Downloaded several on the computer.,How can't it.,Looking for the iphone's version of the QQ.,But it doesn't work.,I've been busy with my phone for a while.,It's still not good.,The QQ on your phone is also uninstalled.,Install a new version.,But no.,I'm still thinking about borrowing an iphone to try it.,But the people around me rarely use it.,Besides,Is it appropriate to borrow someone else's phone?
I've been trying to get it like this here.,Still haven't done it well.,But time waits for no one.,Although my text hasn't been written.,Busy this is also busy for a night.,The time has come to 01:01 at night.,It's all one o'clock.,Time flies so fast.,I was thinking that I would go to bed before half past twelve anyway.,But it's still so persistent.,Just want to cancel it?
But it still can't be canceled, who makes themselves cheap? Why do you like it? It's just a little casual, but in order to try to cancel, I clicked a few more times, and like this, it's a total of ten times at once, my God?
Or I'm reluctant to like it.,How much can I order if I'm willing?I've looked up all the settings in QQ.,Still no.,Sleep like this.,What if you don't give up?

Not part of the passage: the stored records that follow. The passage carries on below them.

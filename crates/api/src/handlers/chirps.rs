//! Handlers for the `/chirps` resource.
//!
//! Reads are public. Creating a chirp requires an access token; deleting one
//! additionally requires that the caller owns it.

use axum::extract::{Path, Query, State};
use axum::http::{HeaderMap, StatusCode};
use axum::Json;
use chirpy_core::error::CoreError;
use chirpy_core::types::DbId;
use chirpy_db::models::chirp::{Chirp, CreateChirp};
use serde::Deserialize;

use crate::auth::guard::require_owner;
use crate::error::{AppError, AppResult};
use crate::middleware::auth::AuthUser;
use crate::state::AppState;

/// Maximum chirp length, in characters.
pub const MAX_CHIRP_LENGTH: usize = 140;

/// Request body for `POST /api/chirps`.
#[derive(Debug, Deserialize)]
pub struct CreateChirpRequest {
    pub body: String,
}

/// Query parameters for `GET /api/chirps`.
///
/// Both are taken as raw strings so bad values produce a JSON 400 from
/// [`AppError`] rather than the extractor's plain-text rejection.
#[derive(Debug, Default, Deserialize)]
pub struct ListChirpsParams {
    pub author_id: Option<String>,
    pub sort: Option<String>,
}

#[derive(Debug, Clone, Copy, PartialEq, Eq)]
enum SortOrder {
    Asc,
    Desc,
}

fn parse_sort(raw: Option<&str>) -> AppResult<SortOrder> {
    match raw {
        None | Some("") | Some("asc") => Ok(SortOrder::Asc),
        Some("desc") => Ok(SortOrder::Desc),
        Some(other) => Err(AppError::BadRequest(format!(
            "Invalid sort order '{other}', expected 'asc' or 'desc'"
        ))),
    }
}

fn parse_chirp_id(raw: &str) -> AppResult<DbId> {
    raw.parse()
        .map_err(|_| AppError::BadRequest("Invalid chirp ID".into()))
}

fn validate_body(body: &str) -> AppResult<()> {
    let length = body.chars().count();
    if length == 0 {
        return Err(AppError::Core(CoreError::Validation(
            "Chirp must not be empty".into(),
        )));
    }
    if length > MAX_CHIRP_LENGTH {
        return Err(AppError::Core(CoreError::Validation(format!(
            "Chirp is too long (max {MAX_CHIRP_LENGTH} characters)"
        ))));
    }
    Ok(())
}

/// POST /api/chirps
pub async fn create_chirp(
    auth: AuthUser,
    State(state): State<AppState>,
    Json(input): Json<CreateChirpRequest>,
) -> AppResult<(StatusCode, Json<Chirp>)> {
    validate_body(&input.body)?;

    let chirp = state
        .chirps
        .create_chirp(&CreateChirp {
            body: input.body,
            user_id: auth.user_id,
        })
        .await?;

    tracing::info!(chirp_id = %chirp.id, user_id = %auth.user_id, "Chirp created");
    Ok((StatusCode::CREATED, Json(chirp)))
}

/// GET /api/chirps
///
/// List chirps by creation time, optionally for one author.
pub async fn list_chirps(
    State(state): State<AppState>,
    Query(params): Query<ListChirpsParams>,
) -> AppResult<Json<Vec<Chirp>>> {
    let author = match params.author_id.as_deref() {
        None | Some("") => None,
        Some(raw) => Some(
            raw.parse::<DbId>()
                .map_err(|_| AppError::BadRequest("Invalid author ID".into()))?,
        ),
    };
    let order = parse_sort(params.sort.as_deref())?;

    let mut chirps = state.chirps.list_chirps(author).await?;
    if order == SortOrder::Desc {
        chirps.reverse();
    }

    Ok(Json(chirps))
}

/// GET /api/chirps/{chirpID}
pub async fn get_chirp(
    State(state): State<AppState>,
    Path(raw_id): Path<String>,
) -> AppResult<Json<Chirp>> {
    let chirp_id = parse_chirp_id(&raw_id)?;

    let chirp = state
        .chirps
        .find_chirp(chirp_id)
        .await?
        .ok_or(AppError::Core(CoreError::NotFound {
            entity: "Chirp",
            id: chirp_id,
        }))?;

    Ok(Json(chirp))
}

/// DELETE /api/chirps/{chirpID}
///
/// The id is checked before the caller is authenticated, and the chirp must
/// exist before ownership is judged.
pub async fn delete_chirp(
    State(state): State<AppState>,
    Path(raw_id): Path<String>,
    headers: HeaderMap,
) -> AppResult<StatusCode> {
    let chirp_id = parse_chirp_id(&raw_id)?;
    let auth = AuthUser::from_headers(&headers, &state.config)?;

    let not_found = || {
        AppError::Core(CoreError::NotFound {
            entity: "Chirp",
            id: chirp_id,
        })
    };

    let owner = state
        .chirps
        .find_chirp_owner(chirp_id)
        .await?
        .ok_or_else(not_found)?;

    require_owner(auth.user_id, owner, "delete the chirp")?;

    if !state.chirps.delete_chirp(chirp_id).await? {
        return Err(not_found());
    }

    tracing::info!(%chirp_id, user_id = %auth.user_id, "Chirp deleted");
    Ok(StatusCode::NO_CONTENT)
}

I still feel that the time I grope and explore every day has passed, sometimes I can study for two hours, but when it comes down, there is only one hour, and that hour is also to do other things, but what is done, I don't know myself, is to take a mobile phone, keep looking there, look at this software, look at that software, sometimes, I still like to play mobile Taobao, obviously I don't need a mobile phone for the time being, I still want to look at the phone, just increase my freshness, and then there is nothing, that's it, and then there is an empty heart, in confession, confession of the time wasted on oneself.